### HOW TO COMPLETE THIS TASK
Provide an exact copy of the lines from the beginning of the records through the line that includes "fs::write(self.path_for(key), value)?;", and of no others.

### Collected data
* * *
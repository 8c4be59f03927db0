//! Key/value persistence behind a trait
//!
//! The original system kept session and shared task state in browser local
//! storage. Here the same role is played by JSON files under `~/.care-tui/`,
//! reached only through the `Storage` trait so stores can be faked in tests.

use anyhow::{anyhow, Result};
use std::collections::HashMap;
use std::env;
use std::fs;
use std::path::PathBuf;

pub trait Storage {
    fn get(&self, key: &str) -> Option<String>;
    fn set(&mut self, key: &str, value: &str) -> Result<()>;
    fn clear(&mut self, key: &str);
}

/// One file per key under a dot directory.
pub struct FileStorage {
    dir: PathBuf,
}

impl FileStorage {
    pub fn new(dir: PathBuf) -> Self {
        Self { dir }
    }

    /// `~/.care-tui`, shared with the config file.
    pub fn default_dir() -> Option<PathBuf> {
        let home = env::var("HOME").ok()?;
        Some(PathBuf::from(home).join(".care-tui"))
    }

    pub fn open_default() -> Result<Self> {
        Self::default_dir()
            .map(Self::new)
            .ok_or_else(|| anyhow!("could not determine home directory"))
    }

    fn path_for(&self, key: &str) -> PathBuf {
        self.dir.join(format!("{}.json", key))
    }
}

impl Storage for FileStorage {
    fn get(&self, key: &str) -> Option<String> {
        fs::read_to_string(self.path_for(key)).ok()
    }

    fn set(&mut self, key: &str, value: &str) -> Result<()> {
        if !self.dir.exists() {
            fs::create_dir_all(&self.dir)?;
        }
        fs::write(self.path_for(key), value)?;
        Ok(())
    }

    fn clear(&mut self, key: &str) {
        let _ = fs::remove_file(self.path_for(key));
    }
}

/// In-memory storage for tests.
#[derive(Default)]
pub struct MemoryStorage {
    map: HashMap<String, String>,
}

impl MemoryStorage {
    pub fn new() -> Self {
        Self::default()
    }
}

impl Storage for MemoryStorage {
    fn get(&self, key: &str) -> Option<String> {
        self.map.get(key).cloned()
    }

    fn set(&mut self, key: &str, value: &str) -> Result<()> {
        self.map.insert(key.to_string(), value.to_string());
        Ok(())
    }

    fn clear(&mut self, key: &str) {
        self.map.remove(key);
    }
}

#[cfg(test)]
mod tests {
    use super::*;

    #[test]
    fn test_memory_storage_roundtrip() {
        let mut storage = MemoryStorage::new();
        assert!(storage.get("auth_user").is_none());

        storage.set("auth_user", "{\"id\":\"1\"}").unwrap();
        assert_eq!(storage.get("auth_user").as_deref(), Some("{\"id\":\"1\"}"));

        storage.clear("auth_user");
        assert!(storage.get("auth_user").is_none());
    }

    #[test]
    fn test_file_storage_roundtrip() {
        let tmp = tempfile::tempdir().unwrap();
        let mut storage = FileStorage::new(tmp.path().join("nested"));

        assert!(storage.get("tasks").is_none());
        storage.set("tasks", "[]").unwrap();
        assert_eq!(storage.get("tasks").as_deref(), Some("[]"));

        // Overwrite wins.
        storage.set("tasks", "[1]").unwrap();
        assert_eq!(storage.get("tasks").as_deref(), Some("[1]"));

        storage.clear("tasks");
        assert!(storage.get("tasks").is_none());
        // Clearing an absent key is a no-op.
        storage.clear("tasks");
    }
}
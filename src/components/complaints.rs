//! Complaints view
//!
//! Wrong-IC complaints with live search, sortable columns and an
//! add-complaint form.

use crate::components::form::{FormField, FormState};
use crate::components::table_view::{self, Column, TableController, TableOp};
use crate::model::complaint::{Complaint, ComplaintStatus};
use crate::services::seed;
use chrono::Local;
use ratatui::{layout::Rect, style::Color, Frame};

fn status_tint(text: &str) -> Color {
    match text {
        "Open" => Color::Yellow,
        "In Progress" => Color::Blue,
        "Resolved" => Color::Green,
        _ => Color::Red,
    }
}

pub const COLUMNS: &[Column] = &[
    Column { key: "id", title: "ID", sortable: true, tint: None },
    Column { key: "icno", title: "ICno", sortable: true, tint: None },
    Column { key: "wrong_icno", title: "Wrong ICno", sortable: false, tint: None },
    Column { key: "mobile", title: "Mobile", sortable: false, tint: None },
    Column { key: "user_name", title: "User Name", sortable: true, tint: None },
    Column { key: "status", title: "Status", sortable: true, tint: Some(status_tint) },
    Column { key: "created_at", title: "Created At", sortable: true, tint: None },
];

const SEARCH_FIELDS: &[&str] = &["icno", "wrong_icno", "mobile", "user_name"];

pub struct ComplaintsView {
    pub records: Vec<Complaint>,
    pub table: TableController,
}

impl ComplaintsView {
    pub fn new(page_size: usize) -> Self {
        Self {
            records: seed::complaints(),
            table: TableController::new(COLUMNS, SEARCH_FIELDS, page_size),
        }
    }

    pub fn apply(&mut self, op: TableOp) {
        self.table.apply(op, &self.records);
    }

    pub fn selected(&self) -> Option<&Complaint> {
        self.table.selected(&self.records)
    }

    pub fn add_form() -> FormState {
        FormState::new(
            "Add New Complaint",
            vec![
                FormField::text("ICno"),
                FormField::text("Wrong ICno"),
                FormField::text("Mobile"),
                FormField::text("User Name"),
            ],
        )
    }

    /// New complaints open at the top of the list.
    pub fn submit_form(&mut self, form: &FormState) {
        let complaint = Complaint {
            id: Complaint::next_id(&self.records),
            icno: form.value("ICno"),
            wrong_icno: form.value("Wrong ICno"),
            mobile: form.value("Mobile"),
            user_name: form.value("User Name"),
            status: ComplaintStatus::Open,
            created_at: Local::now().date_naive(),
        };
        self.records.insert(0, complaint);
    }

    pub fn filter_options() -> Vec<(String, String)> {
        ComplaintStatus::all()
            .iter()
            .map(|s| ("status".to_string(), s.to_string()))
            .collect()
    }

    pub fn draw(&self, frame: &mut Frame, area: Rect) {
        table_view::render(frame, area, &self.table, &self.records, "Complaints");
    }
}

#[cfg(test)]
mod tests {
    use super::*;

    #[test]
    fn test_submitted_complaint_lands_on_top_as_open() {
        let mut view = ComplaintsView::new(15);
        let before = view.records.len();

        let mut form = ComplaintsView::add_form();
        for c in "765432".chars() {
            form.input(c);
        }
        form.next_field();
        form.input('9');
        form.next_field();
        form.input('2');
        form.next_field();
        form.input('X');
        assert!(form.validate());

        view.submit_form(&form);
        assert_eq!(view.records.len(), before + 1);
        assert_eq!(view.records[0].icno, "765432");
        assert_eq!(view.records[0].status, ComplaintStatus::Open);
    }

    #[test]
    fn test_search_fields_match_the_web_page() {
        // The original page searched icno, wrong icno, mobile and user name.
        assert_eq!(SEARCH_FIELDS.len(), 4);
        assert!(!SEARCH_FIELDS.contains(&"status"));
    }
}
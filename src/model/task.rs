//! Technician task records
//!
//! The one record type that crosses views: customer issues push tasks onto
//! the shared store, the technician-tasks view reads them back. Serializable
//! for that reason.

use super::field::{FieldValue, TableRow};
use super::Priority;
use chrono::NaiveDate;
use serde::{Deserialize, Serialize};
use std::fmt;

#[derive(Debug, Clone, Copy, PartialEq, Eq, Serialize, Deserialize)]
pub enum TaskStatus {
    Pending,
    #[serde(rename = "In Progress")]
    InProgress,
    Completed,
}

impl TaskStatus {
    pub fn all() -> [TaskStatus; 3] {
        [TaskStatus::Pending, TaskStatus::InProgress, TaskStatus::Completed]
    }

    pub fn name(&self) -> &'static str {
        match self {
            TaskStatus::Pending => "Pending",
            TaskStatus::InProgress => "In Progress",
            TaskStatus::Completed => "Completed",
        }
    }
}

impl fmt::Display for TaskStatus {
    fn fmt(&self, f: &mut fmt::Formatter<'_>) -> fmt::Result {
        f.write_str(self.name())
    }
}

#[derive(Debug, Clone, Serialize, Deserialize)]
pub struct TechTask {
    pub id: String,
    pub technician: String,
    pub description: String,
    pub priority: Priority,
    pub status: TaskStatus,
    pub due_date: NaiveDate,
}

impl TechTask {
    pub fn next_id(existing: &[TechTask]) -> String {
        let max = existing
            .iter()
            .filter_map(|t| t.id.parse::<u64>().ok())
            .max()
            .unwrap_or(0);
        format!("{}", max + 1)
    }
}

impl TableRow for TechTask {
    fn field(&self, key: &str) -> Option<FieldValue> {
        match key {
            "id" => Some(FieldValue::from(self.id.as_str())),
            "technician" => Some(FieldValue::from(self.technician.as_str())),
            "description" => Some(FieldValue::from(self.description.as_str())),
            "priority" => Some(FieldValue::from(self.priority.to_string())),
            "status" => Some(FieldValue::from(self.status.to_string())),
            "due_date" => Some(FieldValue::Date(self.due_date)),
            _ => None,
        }
    }
}

#[cfg(test)]
mod tests {
    use super::*;

    #[test]
    fn test_task_roundtrips_through_json() {
        let task = TechTask {
            id: "1".to_string(),
            technician: "John Doe".to_string(),
            description: "Install new cable box".to_string(),
            priority: Priority::Medium,
            status: TaskStatus::InProgress,
            due_date: NaiveDate::from_ymd_opt(2023, 6, 15).unwrap(),
        };

        let json = serde_json::to_string(&task).unwrap();
        let back: TechTask = serde_json::from_str(&json).unwrap();
        assert_eq!(back.id, task.id);
        assert_eq!(back.status, TaskStatus::InProgress);
        assert_eq!(back.due_date, task.due_date);
    }
}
* * *
### ANSWER FOR THE TASK
repository 8c4be59f03927db0
//! Key/value persistence behind a trait
//!
//! The original system kept session and shared task state in browser local
//! storage. Here the same role is played by JSON files under `~/.care-tui/`,
//! reached only through the `Storage` trait so stores can be faked in tests.

use anyhow::{anyhow, Result};
use std::collections::HashMap;
use std::env;
use std::fs;
use std::path::PathBuf;

pub trait Storage {
    fn get(&self, key: &str) -> Option<String>;
    fn set(&mut self, key: &str, value: &str) -> Result<()>;
    fn clear(&mut self, key: &str);
}

/// One file per key under a dot directory.
pub struct FileStorage {
    dir: PathBuf,
}

impl FileStorage {
    pub fn new(dir: PathBuf) -> Self {
        Self { dir }
    }

    /// `~/.care-tui`, shared with the config file.
    pub fn default_dir() -> Option<PathBuf> {
        let home = env::var("HOME").ok()?;
        Some(PathBuf::from(home).join(".care-tui"))
    }

    pub fn open_default() -> Result<Self> {
        Self::default_dir()
            .map(Self::new)
            .ok_or_else(|| anyhow!("could not determine home directory"))
    }

    fn path_for(&self, key: &str) -> PathBuf {
        self.dir.join(format!("{}.json", key))
    }
}

impl Storage for FileStorage {
    fn get(&self, key: &str) -> Option<String> {
        fs::read_to_string(self.path_for(key)).ok()
    }

    fn set(&mut self, key: &str, value: &str) -> Result<()> {
        if !self.dir.exists() {
            fs::create_dir_all(&self.dir)?;
        }
        fs::write(self.path_for(key), value)?;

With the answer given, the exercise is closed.